use serde_json::{json, Map, Value};
use anyhow::{anyhow, Result};

/// Best-effort migration of a v0.1 configuration object to the v1.0 shape.
/// - providers -> manual_call_templates
/// - provider_type -> call_template_type
/// - carries over variables/load_variables_from if present
pub fn migrate_v01_config(config: &Value) -> Value {
    // If already v1.0-ish object, start with a clone to avoid dropping keys.
    let mut out = match config {
        Value::Object(obj) => obj.clone(),
        _ => Map::new(),
    };

    // Copy through variables and loaders if they exist
    if let Some(vars) = config.get("variables") {
        out.insert("variables".to_string(), vars.clone());
    }
    if let Some(loaders) = config.get("load_variables_from") {
        out.insert("load_variables_from".to_string(), loaders.clone());
    }

    let mut templates = Vec::new();
    if let Some(providers) = config.get("providers") {
        match providers {
            Value::Array(arr) => {
                for prov in arr {
                    if let Some(tmpl) = provider_to_call_template(prov) {
                        templates.push(tmpl);
                    }
                }
            }
            Value::Object(_) => {
                if let Some(tmpl) = provider_to_call_template(providers) {
                    templates.push(tmpl);
                }
            }
            _ => {}
        }
    }

    if !templates.is_empty() {
        out.insert("manual_call_templates".to_string(), Value::Array(templates));
    }

    if out.is_empty() {
        config.clone()
    } else {
        Value::Object(out)
    }
}

/// Best-effort migration of a v0.1 manual to v1.0 structure.
/// - Adds manual_version/utcp_version/info
/// - Moves parameters -> inputs, sets a default outputs schema
/// - Moves provider -> tool_call_template (provider_type -> call_template_type)
pub fn migrate_v01_manual(manual: &Value) -> Value {
    let mut out = Map::new();
    out.insert("manual_version".to_string(), Value::String("1.0.0".to_string()));
    out.insert("utcp_version".to_string(), Value::String("0.2.0".to_string()));

    // Info block from provider_info if present
    if let Some(info) = manual.get("provider_info") {
        let mut info_map = Map::new();
        if let Some(name) = info.get("name") {
            info_map.insert("title".to_string(), name.clone());
        }
        if let Some(version) = info.get("version") {
            info_map.insert("version".to_string(), version.clone());
        }
        if let Some(desc) = info.get("description") {
            info_map.insert("description".to_string(), desc.clone());
        }
        out.insert("info".to_string(), Value::Object(info_map));
    }

    // Tools
    if let Some(tools) = manual.get("tools").and_then(|t| t.as_array()) {
        let mut migrated_tools = Vec::new();
        for tool in tools {
            if let Some(mut tool_obj) = tool.as_object().cloned() {
                // parameters -> inputs
                if let Some(params) = tool_obj.remove("parameters") {
                    tool_obj.insert("inputs".to_string(), params);
                }
                // default outputs to object if missing
                tool_obj.entry("outputs".to_string()).or_insert_with(|| {
                    json!({"type": "object"})
                });

                // provider -> tool_call_template
                if let Some(provider) = tool_obj.remove("provider") {
                    if let Some(mut tmpl_obj) = provider.as_object().cloned() {
                        if let Some(ptype) = tmpl_obj
                            .get("provider_type")
                            .and_then(|v| v.as_str())
                            .map(|s| s.to_string())
                        {
                            tmpl_obj.insert("call_template_type".to_string(), Value::String(ptype));
                        }
                        tool_obj.insert(
                            "tool_call_template".to_string(),
                            Value::Object(tmpl_obj),
                        );
                    }
                }

                migrated_tools.push(Value::Object(tool_obj));
            }
        }
        out.insert("tools".to_string(), Value::Array(migrated_tools));
    }

    Value::Object(out)
}

pub fn provider_to_call_template(provider: &Value) -> Option<Value> {
    let mut obj = provider.as_object()?.clone();
    let ptype = obj
        .get("provider_type")
        .or_else(|| obj.get("type"))
        .and_then(|v| v.as_str())
        .unwrap_or("http")
        .to_string();
    obj.insert(
        "call_template_type".to_string(),
        Value::String(ptype.clone()),
    );
    // Normalize fields that differ between v0.1 providers and v1.0 templates
    if ptype == "http" && obj.get("http_method").is_none() {
        if let Some(method) = obj.get("method").cloned() {
            obj.insert("http_method".to_string(), method);
        }
    }
    Some(Value::Object(obj))
}

/// Convert a call template into a provider representation for backward compatibility.
pub fn call_template_to_provider(template: &Value) -> Option<Value> {
    provider_to_call_template(template)
}

/// Basic validation for a v1.0 config. Ensures manual_call_templates exist when no providers.
pub fn validate_v1_config(config: &Value) -> Result<()> {
    let obj = config
        .as_object()
        .ok_or_else(|| anyhow!("config must be an object"))?;

    if obj.get("manual_call_templates").is_none() && obj.get("providers").is_none() {
        return Err(anyhow!(
            "config must include manual_call_templates (v1.0) or providers (legacy)"
        ));
    }
    Ok(())
}

/// Basic validation for a v1.0 manual: requires manual_version/utcp_version, tools array,
/// and each tool must have name/description/inputs/outputs and a tool_call_template or provider.
pub fn validate_v1_manual(manual: &Value) -> Result<()> {
    let obj = manual
        .as_object()
        .ok_or_else(|| anyhow!("manual must be an object"))?;
    if !obj.contains_key("manual_version") {
        return Err(anyhow!("manual_version is required"));
    }
    if !obj.contains_key("utcp_version") {
        return Err(anyhow!("utcp_version is required"));
    }

    let tools = obj
        .get("tools")
        .and_then(|v| v.as_array())
        .ok_or_else(|| anyhow!("manual.tools must be an array"))?;

    for tool in tools {
        let t = tool
            .as_object()
            .ok_or_else(|| anyhow!("tool must be an object"))?;
        if !t.contains_key("name") {
            return Err(anyhow!("tool missing name"));
        }
        if !t.contains_key("description") {
            return Err(anyhow!("tool missing description"));
        }
        if !t.contains_key("inputs") {
            return Err(anyhow!("tool missing inputs schema"));
        }
        if !t.contains_key("outputs") {
            return Err(anyhow!("tool missing outputs schema"));
        }
        if !(t.contains_key("tool_call_template") || t.contains_key("provider")) {
            return Err(anyhow!(
                "tool missing tool_call_template (v1.0) or provider (legacy)"
            ));
        }
    }

    Ok(())
}
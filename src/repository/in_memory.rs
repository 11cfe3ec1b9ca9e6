use crate::providers::base::Provider;
use crate::repository::ToolRepository;
use crate::tools::Tool;
use anyhow::{anyhow, Result};
use async_trait::async_trait;
use std::collections::HashMap;
use std::sync::Arc;
use tokio::sync::RwLock;

/// Simple in-memory repository for tests and local usage.
///
/// Both maps are guarded independently, but every public mutator that
/// touches more than one of them (`save_provider_with_tools`,
/// `remove_provider`) takes both locks before releasing either, so a reader
/// never observes a provider with no tools entry or vice versa.
pub struct InMemoryToolRepository {
    tools: RwLock<HashMap<String, Vec<Tool>>>, // provider_name -> tools
    providers: RwLock<HashMap<String, Arc<dyn Provider>>>, // provider_name -> Provider
}

impl Default for InMemoryToolRepository {
    fn default() -> Self {
        Self::new()
    }
}

impl InMemoryToolRepository {
    /// Create an empty repository instance.
    pub fn new() -> Self {
        Self {
            tools: RwLock::new(HashMap::new()),
            providers: RwLock::new(HashMap::new()),
        }
    }
}

#[async_trait]
impl ToolRepository for InMemoryToolRepository {
    async fn save_provider_with_tools(
        &self,
        provider: Arc<dyn Provider>,
        tools: Vec<Tool>,
    ) -> Result<()> {
        let provider_name = provider.name();

        let mut providers_lock = self.providers.write().await;
        let mut tools_lock = self.tools.write().await;
        providers_lock.insert(provider_name.clone(), provider);
        tools_lock.insert(provider_name, tools);

        Ok(())
    }

    async fn get_provider(&self, name: &str) -> Result<Option<Arc<dyn Provider>>> {
        let providers = self.providers.read().await;
        Ok(providers.get(name).cloned())
    }

    async fn get_providers(&self) -> Result<Vec<Arc<dyn Provider>>> {
        let providers = self.providers.read().await;
        Ok(providers.values().cloned().collect())
    }

    async fn remove_provider(&self, name: &str) -> Result<()> {
        let mut providers = self.providers.write().await;
        let mut tools = self.tools.write().await;
        if providers.remove(name).is_none() {
            return Err(anyhow!("not_found: provider '{}' is not registered", name));
        }
        tools.remove(name);
        Ok(())
    }

    async fn add_tool(&self, tool: Tool) -> Result<()> {
        let provider_name = tool
            .name
            .split_once('.')
            .map(|(p, _)| p.to_string())
            .ok_or_else(|| anyhow!("tool name must be fully-qualified: {}", tool.name))?;

        let providers = self.providers.read().await;
        if !providers.contains_key(&provider_name) {
            return Err(anyhow!("unknown_provider: {}", provider_name));
        }
        drop(providers);

        let mut tools_lock = self.tools.write().await;
        tools_lock.entry(provider_name).or_default().push(tool);
        Ok(())
    }

    async fn get_tool(&self, fq_name: &str) -> Result<Option<Tool>> {
        let tools_map = self.tools.read().await;
        for tools in tools_map.values() {
            if let Some(found) = tools.iter().find(|t| t.name == fq_name) {
                return Ok(Some(found.clone()));
            }
        }
        Ok(None)
    }

    async fn remove_tool(&self, fq_name: &str) -> Result<()> {
        let mut tools_map = self.tools.write().await;
        for tools in tools_map.values_mut() {
            let before = tools.len();
            tools.retain(|t| t.name != fq_name);
            if tools.len() != before {
                return Ok(());
            }
        }
        Err(anyhow!("not_found: tool '{}' is not registered", fq_name))
    }

    async fn get_tools(&self) -> Result<Vec<Tool>> {
        let tools_map = self.tools.read().await;
        let mut all_tools = Vec::new();
        for tools in tools_map.values() {
            all_tools.extend(tools.clone());
        }
        Ok(all_tools)
    }

    async fn get_tools_by_provider(&self, provider_name: &str) -> Result<Vec<Tool>> {
        let tools_map = self.tools.read().await;
        match tools_map.get(provider_name) {
            Some(tools) => Ok(tools.clone()),
            None => Err(anyhow!("no tools found for provider {}", provider_name)),
        }
    }

    async fn search_tools(&self, query: &str, limit: usize) -> Result<Vec<Tool>> {
        let query_lower = query.to_lowercase();
        let tools_map = self.tools.read().await;
        let mut matched = Vec::new();
        for tools in tools_map.values() {
            for tool in tools {
                let haystack = format!(
                    "{} {} {}",
                    tool.name.to_lowercase(),
                    tool.description.to_lowercase(),
                    tool.tags.join(" ").to_lowercase()
                );
                if haystack.contains(&query_lower) {
                    matched.push(tool.clone());
                }
            }
        }
        if limit > 0 && matched.len() > limit {
            matched.truncate(limit);
        }
        Ok(matched)
    }

    async fn tool_count(&self) -> Result<usize> {
        let tools_map = self.tools.read().await;
        Ok(tools_map.values().map(|t| t.len()).sum())
    }

    async fn provider_count(&self) -> Result<usize> {
        let providers = self.providers.read().await;
        Ok(providers.len())
    }

    async fn clear(&self) -> Result<()> {
        self.providers.write().await.clear();
        self.tools.write().await.clear();
        Ok(())
    }
}

#[cfg(test)]
mod tests {
    use super::*;
    use crate::providers::http::HttpProvider;
    use crate::tools::ToolInputOutputSchema;

    fn schema() -> ToolInputOutputSchema {
        ToolInputOutputSchema {
            type_: "object".to_string(),
            properties: None,
            required: None,
            description: None,
            title: None,
            items: None,
            enum_: None,
            minimum: None,
            maximum: None,
            format: None,
        }
    }

    fn sample_tool(name: &str) -> Tool {
        Tool {
            name: name.to_string(),
            description: "does a thing".to_string(),
            inputs: schema(),
            outputs: schema(),
            tags: vec!["demo".to_string()],
            average_response_size: None,
            provider: None,
        }
    }

    #[tokio::test]
    async fn atomic_save_and_remove() {
        let repo = InMemoryToolRepository::new();
        let provider: Arc<dyn Provider> = Arc::new(HttpProvider::new(
            "svc".to_string(),
            "http://x".to_string(),
            "GET".to_string(),
            None,
        ));
        repo.save_provider_with_tools(provider, vec![sample_tool("svc.echo")])
            .await
            .unwrap();

        assert!(repo.get_provider("svc").await.unwrap().is_some());
        assert_eq!(repo.get_tools_by_provider("svc").await.unwrap().len(), 1);

        repo.remove_provider("svc").await.unwrap();
        assert!(repo.get_provider("svc").await.unwrap().is_none());
        assert!(repo.get_tools_by_provider("svc").await.is_err());
    }

    #[tokio::test]
    async fn add_tool_requires_known_provider() {
        let repo = InMemoryToolRepository::new();
        let err = repo.add_tool(sample_tool("ghost.echo")).await.unwrap_err();
        assert!(err.to_string().contains("unknown_provider"));
    }

    #[tokio::test]
    async fn counts_and_clear() {
        let repo = InMemoryToolRepository::new();
        let provider: Arc<dyn Provider> = Arc::new(HttpProvider::new(
            "svc".to_string(),
            "http://x".to_string(),
            "GET".to_string(),
            None,
        ));
        repo.save_provider_with_tools(
            provider,
            vec![sample_tool("svc.a"), sample_tool("svc.b")],
        )
        .await
        .unwrap();

        assert_eq!(repo.tool_count().await.unwrap(), 2);
        assert_eq!(repo.provider_count().await.unwrap(), 1);

        repo.clear().await.unwrap();
        assert_eq!(repo.tool_count().await.unwrap(), 0);
        assert_eq!(repo.provider_count().await.unwrap(), 0);
    }
}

┄┄┄┄┄┄┄┄┄┄┄┄┄┄┄┄┄┄┄┄

## TASK GOAL
Would you print exactly and only the lines of the material above that run from the line with "use std::collections::HashMap;" through the line with "empty repository instance.", both included?

## RESULT OF THE TASK
use std::collections::HashMap;
use std::sync::Arc;
use tokio::sync::RwLock;

/// Simple in-memory repository for tests and local usage.
///
/// Both maps are guarded independently, but every public mutator that
/// touches more than one of them (`save_provider_with_tools`,
/// `remove_provider`) takes both locks before releasing either, so a reader
/// never observes a provider with no tools entry or vice versa.
pub struct InMemoryToolRepository {
    tools: RwLock<HashMap<String, Vec<Tool>>>, // provider_name -> tools
    providers: RwLock<HashMap<String, Arc<dyn Provider>>>, // provider_name -> Provider
}

impl Default for InMemoryToolRepository {
    fn default() -> Self {
        Self::new()
    }
}

impl InMemoryToolRepository {
    /// Create an empty repository instance.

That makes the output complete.